_WORK INSTRUCTION:_
Extract every line below that contains the word "bind".

_RECORDS PROVIDED:_

//! Store-session repository.
//!
//! The `store_session` table is owned by this repository and the kill-switch
//! operations below; no other component touches it.

use chrono::{DateTime, Duration, Utc};
use sqlx::PgPool;
use uuid::Uuid;

use screenfix_core::{StoreId, StoreUserId, Username};

use super::RepositoryError;
use crate::models::{StoreContext, StoreSession};

#[derive(sqlx::FromRow)]
struct SessionContextRow {
    store_id: i32,
    store_user_id: i32,
    username: String,
    store_name: String,
    store_city: String,
    expires_at: DateTime<Utc>,
    active: bool,
}

/// Repository for store-session database operations.
pub struct SessionRepository<'a> {
    pool: &'a PgPool,
}

impl<'a> SessionRepository<'a> {
    /// Create a new session repository.
    #[must_use]
    pub const fn new(pool: &'a PgPool) -> Self {
        Self { pool }
    }

    /// Create a session for a store user with the given time-to-live.
    ///
    /// # Errors
    ///
    /// Returns `RepositoryError::Database` if the insert fails.
    pub async fn create(
        &self,
        store_user_id: StoreUserId,
        ttl: Duration,
    ) -> Result<StoreSession, RepositoryError> {
        let id = Uuid::new_v4();
        let now = Utc::now();
        let expires_at = now + ttl;

        sqlx::query(
            r"
            INSERT INTO store_session (id, store_user_id, expires_at)
            VALUES ($1, $2, $3)
            ",
        )
        .bind(id)
        .bind(store_user_id.as_i32())
        .bind(expires_at)
        .execute(self.pool)
        .await?;

        Ok(StoreSession {
            id,
            store_user_id,
            expires_at,
            created_at: now,
        })
    }

    /// Resolve a session ID to the store context it authorizes.
    ///
    /// Returns `None` when the session does not exist, is expired, or the
    /// linked user has been deactivated. Expired rows are deleted on sight so
    /// the table does not depend on the sweep for correctness.
    ///
    /// # Errors
    ///
    /// Returns `RepositoryError::Database` if a query fails.
    /// Returns `RepositoryError::DataCorruption` if the stored username is invalid.
    pub async fn find_context(&self, id: Uuid) -> Result<Option<StoreContext>, RepositoryError> {
        let row = sqlx::query_as::<_, SessionContextRow>(
            r"
            SELECT su.store_id,
                   su.id AS store_user_id,
                   su.username,
                   s.name AS store_name,
                   s.city AS store_city,
                   ss.expires_at,
                   su.active
            FROM store_session ss
            JOIN store_user su ON su.id = ss.store_user_id
            JOIN store s ON s.id = su.store_id
            WHERE ss.id = $1
            ",
        )
        .bind(id)
        .fetch_optional(self.pool)
        .await?;

        let Some(row) = row else {
            return Ok(None);
        };

        if row.expires_at <= Utc::now() {
            self.delete(id).await?;
            return Ok(None);
        }

        if !row.active {
            return Ok(None);
        }

        let username = Username::parse(&row.username).map_err(|e| {
            RepositoryError::DataCorruption(format!("invalid username in database: {e}"))
        })?;

        Ok(Some(StoreContext {
            store_id: StoreId::new(row.store_id),
            store_user_id: StoreUserId::new(row.store_user_id),
            username,
            store_name: row.store_name,
            store_city: row.store_city,
        }))
    }

    /// Delete a single session. Deleting a missing session is a no-op.
    ///
    /// # Errors
    ///
    /// Returns `RepositoryError::Database` if the delete fails.
    pub async fn delete(&self, id: Uuid) -> Result<(), RepositoryError> {
        sqlx::query("DELETE FROM store_session WHERE id = $1")
            .bind(id)
            .execute(self.pool)
            .await?;
        Ok(())
    }

    /// Kill-switch: delete every store session, returning how many existed.
    ///
    /// # Errors
    ///
    /// Returns `RepositoryError::Database` if the delete fails.
    pub async fn delete_all(&self) -> Result<u64, RepositoryError> {
        let result = sqlx::query("DELETE FROM store_session")
            .execute(self.pool)
            .await?;
        Ok(result.rows_affected())
    }

    /// Kill-switch: delete the sessions of one store's users, returning how
    /// many matched.
    ///
    /// # Errors
    ///
    /// Returns `RepositoryError::Database` if the delete fails.
    pub async fn delete_for_store(&self, store_id: StoreId) -> Result<u64, RepositoryError> {
        let result = sqlx::query(
            r"
            DELETE FROM store_session
            USING store_user
            WHERE store_session.store_user_id = store_user.id
              AND store_user.store_id = $1
            ",
        )
        .bind(store_id.as_i32())
        .execute(self.pool)
        .await?;
        Ok(result.rows_affected())
    }

    /// Delete expired sessions. Validation rejects them regardless; this just
    /// keeps the table small.
    ///
    /// # Errors
    ///
    /// Returns `RepositoryError::Database` if the delete fails.
    pub async fn purge_expired(&self) -> Result<u64, RepositoryError> {
        let result = sqlx::query("DELETE FROM store_session WHERE expires_at <= now()")
            .execute(self.pool)
            .await?;
        Ok(result.rows_affected())
    }
}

_YOUR RESPONSE:_
        .bind(id)
        .bind(store_user_id.as_i32())
        .bind(expires_at)
        .bind(id)
            .bind(id)
        .bind(store_id.as_i32())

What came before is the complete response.